= Problem requirements =
From the entries below, pull out each line where "Some" appears.

____ Data section

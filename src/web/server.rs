use std::path::PathBuf;
use std::sync::Arc;

use anyhow::Result;
use serde::Deserialize;
use serde_json::json;
use warp::Filter;
use warp::http::StatusCode;
use warp::reply::{Json, WithStatus};

use crate::catalog::Catalog;
use crate::codegen::{self, Language};
use crate::feedback::{FeedbackError, FeedbackStore, NewFeedback};
use crate::llm::{StoryClient, StoryRequest};
use crate::models::{Category, Endpoint};
use crate::runner::TestRunner;

#[derive(Clone)]
struct AppState {
    catalog: Arc<Catalog>,
    runner: Arc<TestRunner>,
    feedback: Arc<FeedbackStore>,
    story: Arc<StoryClient>,
}

#[derive(Debug, Deserialize)]
struct ListQuery {
    category: Option<String>,
    q: Option<String>,
}

pub async fn run_server(port: u16, feedback_path: PathBuf) -> Result<()> {
    let state = AppState {
        catalog: Arc::new(Catalog::load()),
        runner: Arc::new(TestRunner::new()),
        feedback: Arc::new(FeedbackStore::open(feedback_path)?),
        story: Arc::new(StoryClient::new(None)),
    };

    println!("Serving {} documented endpoints", state.catalog.all().len());

    let api = routes(state);

    println!("Server running on http://localhost:{}", port);
    warp::serve(api).run(([127, 0, 0, 1], port)).await;

    Ok(())
}

fn routes(state: AppState) -> impl Filter<Extract = (impl warp::Reply,), Error = warp::Rejection> + Clone {
    let catalog = state.catalog.clone();
    let list_route = warp::path!("api" / "endpoints")
        .and(warp::get())
        .and(warp::query::<ListQuery>())
        .map(move |query: ListQuery| {
            let mut list: Vec<&Endpoint> = match query.q.as_deref() {
                Some(term) => catalog.search(term),
                None => catalog.all().iter().collect(),
            };
            if let Some(raw) = query.category.as_deref() {
                match Category::parse(raw) {
                    Some(category) => list.retain(|ep| ep.category == category),
                    None => list.clear(),
                }
            }
            warp::reply::json(&list)
        });

    let catalog = state.catalog.clone();
    let categories_route = warp::path!("api" / "categories").and(warp::get()).map(move || {
        let counts: Vec<_> = catalog
            .category_counts()
            .into_iter()
            .map(|(category, count)| json!({"category": category.as_str(), "count": count}))
            .collect();
        warp::reply::json(&json!({ "categories": counts }))
    });

    let catalog = state.catalog.clone();
    let detail_route = warp::path!("api" / "endpoints" / String)
        .and(warp::get())
        .map(move |id: String| match catalog.find(&id) {
            Some(ep) => {
                let body = json!({
                    "endpoint": ep,
                    "parameterSection": ep.parameter_section(),
                });
                warp::reply::with_status(warp::reply::json(&body), StatusCode::OK)
            }
            None => endpoint_not_found(),
        });

    let catalog = state.catalog.clone();
    let code_route = warp::path!("api" / "endpoints" / String / "code" / String)
        .and(warp::get())
        .map(move |id: String, language: String| match catalog.find(&id) {
            Some(ep) => {
                // An unknown language tag is a no-op, not an error.
                let code = Language::parse(&language)
                    .map(|lang| codegen::sample(ep, lang))
                    .unwrap_or_default();
                warp::reply::with_status(
                    warp::reply::json(&json!({"language": language, "code": code})),
                    StatusCode::OK,
                )
            }
            None => endpoint_not_found(),
        });

    let catalog = state.catalog.clone();
    let runner = state.runner.clone();
    let test_route = warp::path!("api" / "endpoints" / String / "test")
        .and(warp::post())
        .and_then(move |id: String| {
            let catalog = catalog.clone();
            let runner = runner.clone();
            async move {
                let reply = match catalog.find(&id) {
                    Some(ep) => {
                        println!("Simulated test: {} {}", ep.method, ep.path);
                        let result = runner.run(ep).await;
                        warp::reply::with_status(warp::reply::json(&result), StatusCode::OK)
                    }
                    None => endpoint_not_found(),
                };
                Ok::<_, warp::Rejection>(reply)
            }
        });

    let feedback = state.feedback.clone();
    let feedback_route = warp::path!("api" / "feedback")
        .and(warp::post())
        .and(warp::body::json())
        .map(move |new: NewFeedback| match feedback.create(new) {
            Ok(row) => warp::reply::with_status(warp::reply::json(&row), StatusCode::CREATED),
            Err(err @ FeedbackError::EmptyMessage) => warp::reply::with_status(
                warp::reply::json(&json!({"error": err.to_string()})),
                StatusCode::BAD_REQUEST,
            ),
            Err(err) => {
                eprintln!("Feedback write failed: {}", err);
                warp::reply::with_status(
                    warp::reply::json(&json!({"error": "failed to store feedback"})),
                    StatusCode::INTERNAL_SERVER_ERROR,
                )
            }
        });

    let story = state.story.clone();
    let story_route = warp::path!("api" / "story")
        .and(warp::post())
        .and(warp::body::json())
        .and_then(move |request: StoryRequest| {
            let story = story.clone();
            async move {
                let reply = match story.generate(&request).await {
                    Ok(text) => warp::reply::with_status(
                        warp::reply::json(&json!({"success": true, "text": text})),
                        StatusCode::OK,
                    ),
                    Err(err) if err.is_validation() => warp::reply::with_status(
                        warp::reply::json(&json!({"success": false, "error": err.to_string()})),
                        StatusCode::BAD_REQUEST,
                    ),
                    Err(err) => {
                        eprintln!("Story API error: {}", err);
                        warp::reply::with_status(
                            warp::reply::json(&json!({"success": false, "error": err.to_string()})),
                            StatusCode::BAD_GATEWAY,
                        )
                    }
                };
                Ok::<_, warp::Rejection>(reply)
            }
        });

    let health_route = warp::path("health").map(|| warp::reply::json(&json!({"status": "healthy"})));

    list_route
        .or(categories_route)
        .or(code_route)
        .or(test_route)
        .or(detail_route)
        .or(feedback_route)
        .or(story_route)
        .or(health_route)
        .with(warp::cors().allow_any_origin())
}

fn endpoint_not_found() -> WithStatus<Json> {
    warp::reply::with_status(
        warp::reply::json(&json!({"error": "endpoint not found"})),
        StatusCode::NOT_FOUND,
    )
}

#[cfg(test)]
mod tests {
    use super::*;
    use serde_json::Value;
    use std::time::Duration;

    fn state(dir: &tempfile::TempDir) -> AppState {
        AppState {
            catalog: Arc::new(Catalog::load()),
            runner: Arc::new(TestRunner::with_latency(Duration::ZERO)),
            feedback: Arc::new(FeedbackStore::open(dir.path().join("feedback.json")).unwrap()),
            story: Arc::new(StoryClient::new(None)),
        }
    }

    fn body_json(body: &[u8]) -> Value {
        serde_json::from_slice(body).unwrap()
    }

    #[tokio::test]
    async fn lists_the_whole_catalog() {
        let dir = tempfile::tempdir().unwrap();
        let api = routes(state(&dir));

        let response = warp::test::request().path("/api/endpoints").reply(&api).await;
        assert_eq!(response.status(), StatusCode::OK);

        let body = body_json(response.body());
        assert_eq!(body.as_array().unwrap().len(), Catalog::load().all().len());
    }

    #[tokio::test]
    async fn filters_by_category_and_query() {
        let dir = tempfile::tempdir().unwrap();
        let api = routes(state(&dir));

        let response = warp::test::request().path("/api/endpoints?category=Music").reply(&api).await;
        let body = body_json(response.body());
        assert_eq!(body.as_array().unwrap().len(), 2);

        let response = warp::test::request().path("/api/endpoints?category=Gaming").reply(&api).await;
        let body = body_json(response.body());
        assert!(body.as_array().unwrap().is_empty());

        let response = warp::test::request().path("/api/endpoints?q=translate").reply(&api).await;
        let body = body_json(response.body());
        let ids: Vec<&str> = body.as_array().unwrap().iter().map(|ep| ep["id"].as_str().unwrap()).collect();
        assert_eq!(ids, vec!["tool-translate"]);
    }

    #[tokio::test]
    async fn endpoint_detail_includes_the_parameter_section() {
        let dir = tempfile::tempdir().unwrap();
        let api = routes(state(&dir));

        let response = warp::test::request().path("/api/endpoints/tool-upload").reply(&api).await;
        assert_eq!(response.status(), StatusCode::OK);

        let body = body_json(response.body());
        assert_eq!(body["endpoint"]["id"], "tool-upload");
        assert_eq!(body["parameterSection"], "Form Data");
    }

    #[tokio::test]
    async fn unknown_endpoint_id_is_404() {
        let dir = tempfile::tempdir().unwrap();
        let api = routes(state(&dir));

        for path in [
            "/api/endpoints/no-such-id",
            "/api/endpoints/no-such-id/code/curl",
        ] {
            let response = warp::test::request().path(path).reply(&api).await;
            assert_eq!(response.status(), StatusCode::NOT_FOUND, "{}", path);
        }

        let response = warp::test::request()
            .method("POST")
            .path("/api/endpoints/no-such-id/test")
            .reply(&api)
            .await;
        assert_eq!(response.status(), StatusCode::NOT_FOUND);
    }

    #[tokio::test]
    async fn code_route_returns_authored_curl_verbatim() {
        let dir = tempfile::tempdir().unwrap();
        let api = routes(state(&dir));

        let response = warp::test::request()
            .path("/api/endpoints/tool-translate/code/curl")
            .reply(&api)
            .await;
        let body = body_json(response.body());

        let catalog = Catalog::load();
        let expected = &catalog.find("tool-translate").unwrap().curl_example;
        assert_eq!(body["code"].as_str().unwrap(), expected);
    }

    #[tokio::test]
    async fn unknown_language_yields_empty_code() {
        let dir = tempfile::tempdir().unwrap();
        let api = routes(state(&dir));

        let response = warp::test::request()
            .path("/api/endpoints/tool-translate/code/ruby")
            .reply(&api)
            .await;
        assert_eq!(response.status(), StatusCode::OK);

        let body = body_json(response.body());
        assert_eq!(body["code"], "");
    }

    #[tokio::test]
    async fn simulated_test_returns_the_canned_response() {
        let dir = tempfile::tempdir().unwrap();
        let api = routes(state(&dir));

        let response = warp::test::request()
            .method("POST")
            .path("/api/endpoints/ai-perplexity/test")
            .reply(&api)
            .await;
        assert_eq!(response.status(), StatusCode::OK);

        let body = body_json(response.body());
        assert_eq!(body["status"], 200);
        assert_eq!(body["body"], json!({"response": "Prabowo Subianto"}));
        assert!(body.get("error").is_none());
    }

    #[tokio::test]
    async fn feedback_is_created_and_blank_messages_rejected() {
        let dir = tempfile::tempdir().unwrap();
        let api = routes(state(&dir));

        let response = warp::test::request()
            .method("POST")
            .path("/api/feedback")
            .json(&json!({"message": "docs were helpful"}))
            .reply(&api)
            .await;
        assert_eq!(response.status(), StatusCode::CREATED);

        let body = body_json(response.body());
        assert_eq!(body["id"], 1);
        assert_eq!(body["isHelpful"], true);

        let response = warp::test::request()
            .method("POST")
            .path("/api/feedback")
            .json(&json!({"message": "  "}))
            .reply(&api)
            .await;
        assert_eq!(response.status(), StatusCode::BAD_REQUEST);
    }

    #[tokio::test]
    async fn story_form_validation_errors_are_400() {
        let dir = tempfile::tempdir().unwrap();
        let api = routes(state(&dir));

        let response = warp::test::request()
            .method("POST")
            .path("/api/story")
            .json(&json!({
                "text": "",
                "client": "StoryGenerator",
                "mode": "Young Adult",
                "length": "Novel",
                "creative": "High",
                "language": "en",
                "syllable": {"min": 2, "max": 4}
            }))
            .reply(&api)
            .await;
        assert_eq!(response.status(), StatusCode::BAD_REQUEST);

        let body = body_json(response.body());
        assert_eq!(body["success"], false);
    }

    #[tokio::test]
    async fn category_counts_cover_the_catalog() {
        let dir = tempfile::tempdir().unwrap();
        let api = routes(state(&dir));

        let response = warp::test::request().path("/api/categories").reply(&api).await;
        let body = body_json(response.body());

        let total: u64 = body["categories"]
            .as_array()
            .unwrap()
            .iter()
            .map(|entry| entry["count"].as_u64().unwrap())
            .sum();
        assert_eq!(total as usize, Catalog::load().all().len());
    }

    #[tokio::test]
    async fn health_reports_healthy() {
        let dir = tempfile::tempdir().unwrap();
        let api = routes(state(&dir));

        let response = warp::test::request().path("/health").reply(&api).await;
        assert_eq!(response.status(), StatusCode::OK);
        assert_eq!(body_json(response.body()), json!({"status": "healthy"}));
    }
}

________

= Response for this exercise =
                Some(term) => catalog.search(term),
            if let Some(raw) = query.category.as_deref() {
                    Some(category) => list.retain(|ep| ep.category == category),
            Some(ep) => {
            Some(ep) => {
                    Some(ep) => {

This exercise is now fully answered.